Manasse Kianga

Personal information
- Full name: Manasse Kianga
- Date of birth: 18 March 2002 (age 24)
- Place of birth: Johannesburg, South Africa
- Position: Forward

Team information
- Current team: Slovan Bratislava
- Number: 19

Senior career*
- Years: Team / Apps / (Gls)
- 2019-2024: Rossington Main / 90 / (41)
- 2020-2021: Grantham Town / 14 / (0)
- 2021-2022: Worksop Town / 3 / (0)
- 2022: Sheffield F.C. / 15 / (0)
- 2025-2026: Lokomotíva Košice / 9 / (3)
- 2026-: Slovan Bratislava B / 11 / (3)
- 2026-: Slovan Bratislava / 3 / (2)

= Manasse Kianga =

English footballer

Manasse Kianga (born 18 March 2002) is a professional footballer who plays as a centre-forward or winger for Slovak Niké Liga club ŠK Slovan Bratislava. (Note: Player profiles on club site and UEFA UCL site claim he is South African, while player profile on Sportnet/Futbalnet (oficial partner of SFZ (Slovak Football Association)) states he is English. I expect (hope) all institutions refers to the very same registration documents, so it's a bit unusual (weird).
In interview for ŠK Slovan Kianga said that he was born and raised in Johannesburg, South Africa and that he moved to England with family in 2017 (at age of 15). He also said that he returned to South Africa in 2024 because he was unable to gain work permit and therefore neither professional contract. It's unclear what nationality are his parents. English? South African? Zambian? Somalian? Some defunct country?)

== Club career ==

Kianga played in the English non-league system for multiple teams (most significantly for Rossington Main) before moving to Slovakia in 2025, when he joined Lokomotíva Košice. His move was facilitated by a former Slovak international and Chelsea F.C. player Milan Lalkovič, who had met Kianga while working as a youth coach in England and recommended that he continue his career in Slovakia.
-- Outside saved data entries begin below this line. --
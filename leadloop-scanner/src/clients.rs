//! Auxiliary lookup clients: buyer reputation and currency rates.
//!
//! Both follow the same discipline as the scoring service - cache first,
//! cooldown gate, retried call - but with degraded defaults instead of
//! hard failures: a scan is worth finishing even when an enrichment
//! source is down.

use leadloop_core::{FetchError, ReputationProfile, RetryError, RetryPolicy};
use leadloop_coord::{CacheLookup, FileCache, RateLimitCoordinator};
use serde::Deserialize;
use std::sync::Arc;
use std::time::Duration;

/// Cache namespace for buyer reputation lookups.
pub const REPUTATION_NAMESPACE: &str = "reputation-lookup";

/// Cache namespace for currency rates.
pub const RATES_NAMESPACE: &str = "currency-rate";

/// Classify a transport-level reqwest error.
pub(crate) fn classify_reqwest(dependency: &str, err: &reqwest::Error) -> FetchError {
    if err.status() == Some(reqwest::StatusCode::TOO_MANY_REQUESTS) {
        FetchError::RateLimited {
            dependency: dependency.to_string(),
        }
    } else {
        FetchError::Transient {
            dependency: dependency.to_string(),
            reason: err.to_string(),
        }
    }
}

/// Map an HTTP status to the error taxonomy: 429 arms the cooldown,
/// server errors retry, anything else unexpected is an invalid response.
pub(crate) fn check_status(
    dependency: &str,
    response: reqwest::Response,
) -> Result<reqwest::Response, FetchError> {
    let status = response.status();
    if status == reqwest::StatusCode::TOO_MANY_REQUESTS {
        Err(FetchError::RateLimited {
            dependency: dependency.to_string(),
        })
    } else if status.is_server_error() {
        Err(FetchError::Transient {
            dependency: dependency.to_string(),
            reason: format!("HTTP {status}"),
        })
    } else if !status.is_success() {
        Err(FetchError::InvalidResponse {
            dependency: dependency.to_string(),
            reason: format!("HTTP {status}"),
        })
    } else {
        Ok(response)
    }
}

// ============================================================================
// REPUTATION
// ============================================================================

/// Buyer reputation lookup with a zeroed-profile degradation path.
pub struct ReputationClient {
    client: reqwest::Client,
    base_url: String,
    cache: FileCache,
    limiter: Arc<RateLimitCoordinator>,
    retry: RetryPolicy,
}

impl ReputationClient {
    pub fn new(
        base_url: &str,
        timeout: Duration,
        cache: FileCache,
        limiter: Arc<RateLimitCoordinator>,
        retry: RetryPolicy,
    ) -> Result<Self, FetchError> {
        let client = reqwest::Client::builder()
            .timeout(timeout)
            .build()
            .map_err(|e| FetchError::Transient {
                dependency: REPUTATION_NAMESPACE.to_string(),
                reason: format!("client build failed: {e}"),
            })?;
        Ok(Self {
            client,
            base_url: base_url.trim_end_matches('/').to_string(),
            cache,
            limiter,
            retry,
        })
    }

    /// Look up a buyer's reputation. Never fails: exhausted retries and
    /// armed cooldowns degrade to a zeroed profile so the scan continues.
    pub async fn lookup(&self, buyer_id: &str) -> ReputationProfile {
        if let CacheLookup::Hit(hit) = self
            .cache
            .get::<ReputationProfile>(REPUTATION_NAMESPACE, buyer_id)
        {
            return hit.value;
        }

        if self.limiter.is_blocked(REPUTATION_NAMESPACE) {
            return ReputationProfile::zeroed();
        }

        let result = self
            .retry
            .run(REPUTATION_NAMESPACE, || self.fetch(buyer_id))
            .await;

        match result {
            Ok(profile) => {
                if let Err(e) = self.cache.set(REPUTATION_NAMESPACE, buyer_id, &profile) {
                    tracing::warn!(error = %e, "Failed to cache reputation profile");
                }
                profile
            }
            Err(RetryError::RateLimited { .. }) => {
                if let Err(e) = self.limiter.arm(REPUTATION_NAMESPACE) {
                    tracing::error!(error = %e, "Failed to arm rate-limit cooldown");
                }
                ReputationProfile::zeroed()
            }
            Err(e) => {
                tracing::warn!(buyer_id, error = %e, "Reputation lookup degraded to zeroed profile");
                ReputationProfile::zeroed()
            }
        }
    }

    async fn fetch(&self, buyer_id: &str) -> Result<ReputationProfile, FetchError> {
        let url = format!("{}/buyers/{}/reputation", self.base_url, buyer_id);
        let response = self
            .client
            .get(&url)
            .send()
            .await
            .map_err(|e| classify_reqwest(REPUTATION_NAMESPACE, &e))?;
        let response = check_status(REPUTATION_NAMESPACE, response)?;
        response
            .json::<ReputationProfile>()
            .await
            .map_err(|e| FetchError::InvalidResponse {
                dependency: REPUTATION_NAMESPACE.to_string(),
                reason: e.to_string(),
            })
    }
}

// ============================================================================
// CURRENCY RATES
// ============================================================================

#[derive(Debug, Deserialize)]
struct RateResponse {
    rate: f64,
}

/// USD conversion rates with a "no conversion" degradation path.
pub struct ExchangeRateClient {
    client: reqwest::Client,
    base_url: String,
    cache: FileCache,
    limiter: Arc<RateLimitCoordinator>,
    retry: RetryPolicy,
}

impl ExchangeRateClient {
    pub fn new(
        base_url: &str,
        timeout: Duration,
        cache: FileCache,
        limiter: Arc<RateLimitCoordinator>,
        retry: RetryPolicy,
    ) -> Result<Self, FetchError> {
        let client = reqwest::Client::builder()
            .timeout(timeout)
            .build()
            .map_err(|e| FetchError::Transient {
                dependency: RATES_NAMESPACE.to_string(),
                reason: format!("client build failed: {e}"),
            })?;
        Ok(Self {
            client,
            base_url: base_url.trim_end_matches('/').to_string(),
            cache,
            limiter,
            retry,
        })
    }

    /// USD per one unit of `currency`. `None` means the rate is
    /// unavailable and the caller should skip the conversion.
    pub async fn usd_rate(&self, currency: &str) -> Option<f64> {
        if currency.eq_ignore_ascii_case("USD") {
            return Some(1.0);
        }

        if let CacheLookup::Hit(hit) = self.cache.get::<f64>(RATES_NAMESPACE, currency) {
            return Some(hit.value);
        }

        if self.limiter.is_blocked(RATES_NAMESPACE) {
            return None;
        }

        let result = self
            .retry
            .run(RATES_NAMESPACE, || self.fetch(currency))
            .await;

        match result {
            Ok(rate) => {
                if let Err(e) = self.cache.set(RATES_NAMESPACE, currency, &rate) {
                    tracing::warn!(error = %e, "Failed to cache exchange rate");
                }
                Some(rate)
            }
            Err(RetryError::RateLimited { .. }) => {
                if let Err(e) = self.limiter.arm(RATES_NAMESPACE) {
                    tracing::error!(error = %e, "Failed to arm rate-limit cooldown");
                }
                None
            }
            Err(e) => {
                tracing::warn!(currency, error = %e, "Exchange-rate fetch degraded, skipping conversion");
                None
            }
        }
    }

    async fn fetch(&self, currency: &str) -> Result<f64, FetchError> {
        let url = format!("{}/rates/{}/usd", self.base_url, currency);
        let response = self
            .client
            .get(&url)
            .send()
            .await
            .map_err(|e| classify_reqwest(RATES_NAMESPACE, &e))?;
        let response = check_status(RATES_NAMESPACE, response)?;
        let parsed = response
            .json::<RateResponse>()
            .await
            .map_err(|e| FetchError::InvalidResponse {
                dependency: RATES_NAMESPACE.to_string(),
                reason: e.to_string(),
            })?;
        if parsed.rate <= 0.0 {
            return Err(FetchError::InvalidResponse {
                dependency: RATES_NAMESPACE.to_string(),
                reason: format!("non-positive rate {}", parsed.rate),
            });
        }
        Ok(parsed.rate)
    }
}

// ============================================================================
// TESTS
// ============================================================================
Milan Lalkovič sr. (Milan Lalkovič's father) was manager of Lokomotíva Košice at the beginning of the season 2025/2026 (Note: in fact he had been manager of Lokomotíva since 2019/2020, winning multiple promotions with them.(It seems Lalkovič jr. himself was an assistant coach of Lalkovič sr. (at least for a while) during father's tenure.)).
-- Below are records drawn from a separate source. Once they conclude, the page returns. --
//! LEADLOOP ctl - operator inspection and admin CLI.
//!
//! Read/admin operations over the live coordination stores; never
//! requires stopping the running processes.
//!
//! ```text
//! leadloop-ctl status [entity_id]     cooldown + heartbeats (+ one lease)
//! leadloop-ctl reset <entity_id> [action]   clear one lease record
//! ```

use leadloop_core::constants::POST_QUESTION_ACTION;
use leadloop_core::{CoordinationConfig, LeaseRecord};
use leadloop_coord::{CooldownStatus, HeartbeatRegistry, LeaseStore, RateLimitCoordinator};
use std::time::Duration;
use tracing_subscriber::EnvFilter;

fn main() {
    init_tracing();

    let coord = CoordinationConfig::from_env();
    if let Err(e) = coord.validate() {
        eprintln!("Invalid configuration: {e}");
        std::process::exit(1);
    }

    let args: Vec<String> = std::env::args().skip(1).collect();
    match args.first().map(String::as_str) {
        Some("status") => status(&coord, args.get(1).map(String::as_str)),
        Some("reset") => match args.get(1) {
            Some(entity) => reset(
                &coord,
                entity,
                args.get(2).map(String::as_str).unwrap_or(POST_QUESTION_ACTION),
            ),
            None => usage_exit(),
        },
        _ => usage_exit(),
    }
}

fn usage_exit() -> ! {
    eprintln!("Usage: leadloop-ctl status [entity_id]");
    eprintln!("       leadloop-ctl reset <entity_id> [action]");
    std::process::exit(2);
}

fn status(coord: &CoordinationConfig, entity: Option<&str>) {
    print_cooldown(RateLimitCoordinator::new(coord).status());
    print_heartbeats(&HeartbeatRegistry::new(coord));
    if let Some(entity) = entity {
        print_lease(coord, entity, POST_QUESTION_ACTION);
    }
}

fn print_cooldown(status: CooldownStatus) {
    if status.blocked {
        println!(
            "Rate-limit cooldown: ARMED ({} remaining)",
            format_duration(status.remaining)
        );
    } else {
        println!("Rate-limit cooldown: not armed");
    }
}

fn print_heartbeats(registry: &HeartbeatRegistry) {
    let all = registry.all_statuses();
    if all.is_empty() {
        println!("Processes: none have checked in");
        return;
    }
    println!("Processes:");
    for (name, liveness) in all {
        println!(
            "  {:<16} {:<5}  last seen {} ago  pid {}  status {}{}",
            name,
            if liveness.is_alive { "alive" } else { "DEAD" },
            format_duration(liveness.age),
            liveness.heartbeat.pid,
            liveness.heartbeat.status,
            format_extra(&liveness.heartbeat.extra),
        );
    }
}

fn print_lease(coord: &CoordinationConfig, entity: &str, action: &str) {
    match LeaseStore::new(coord).inspect(entity, action) {
        Some(record) => {
            println!("Lease {entity}/{action}:");
            println!("  state: {}", record.state());
            print_lease_detail(&record);
        }
        None => println!("Lease {entity}/{action}: no record"),
    }
}

fn print_lease_detail(record: &LeaseRecord) {
    if let Some(sent_at) = record.action_sent_at {
        println!("  sent at: {sent_at}");
    }
    if let Some(started_at) = record.action_started_at {
        println!("  attempt started at: {started_at}");
    }
    if record.failure_count > 0 {
        println!(
            "  failures: {} (last: {})",
            record.failure_count,
            record.failure_message.as_deref().unwrap_or("unknown")
        );
    }
    if let Some(last_attempt_at) = record.last_attempt_at {
        println!("  last attempt at: {last_attempt_at}");
    }
}

fn reset(coord: &CoordinationConfig, entity: &str, action: &str) {
    match LeaseStore::new(coord).reset(entity, action) {
        Ok(true) => println!("Lease {entity}/{action} cleared"),
        Ok(false) => println!("Lease {entity}/{action} had no record"),
        Err(e) => {
            eprintln!("Reset failed: {e}");
            std::process::exit(1);
        }
    }
}

fn format_extra(extra: &serde_json::Map<String, serde_json::Value>) -> String {
    if extra.is_empty() {
        String::new()
    } else {
        format!("  {}", serde_json::Value::Object(extra.clone()))
    }
}

fn format_duration(d: Duration) -> String {
    let secs = d.as_secs();
    if secs >= 3600 {
        format!("{}h{:02}m", secs / 3600, (secs % 3600) / 60)
    } else if secs >= 60 {
        format!("{}m{:02}s", secs / 60, secs % 60)
    } else {
        format!("{secs}s")
    }
}

fn init_tracing() {
    // Quiet by default; the output of this tool is its report.
    let filter = EnvFilter::try_from_env("LEADLOOP_LOG").unwrap_or_else(|_| EnvFilter::new("warn"));
    tracing_subscriber::fmt().with_env_filter(filter).init();
}

// ============================================================================
// TESTS
// ============================================================================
Lalkovič later stated that he believed Kianga had the talent to reach the Slovak top flight within a year.

===Early career===
Kianga joined Rossington Main in 2019 and left the club in 2024 (with multiple breaks) and helped them to achieve promotion from Division One of Northern Counties East Football League (10th tier) in season 2022-23. He played in 115 matches and scored 51 goals in all competitions for Rossington Main (including friendlies). According to the players historical stats on club site he appeared only in 104 official competitive matches scoring 44 goals.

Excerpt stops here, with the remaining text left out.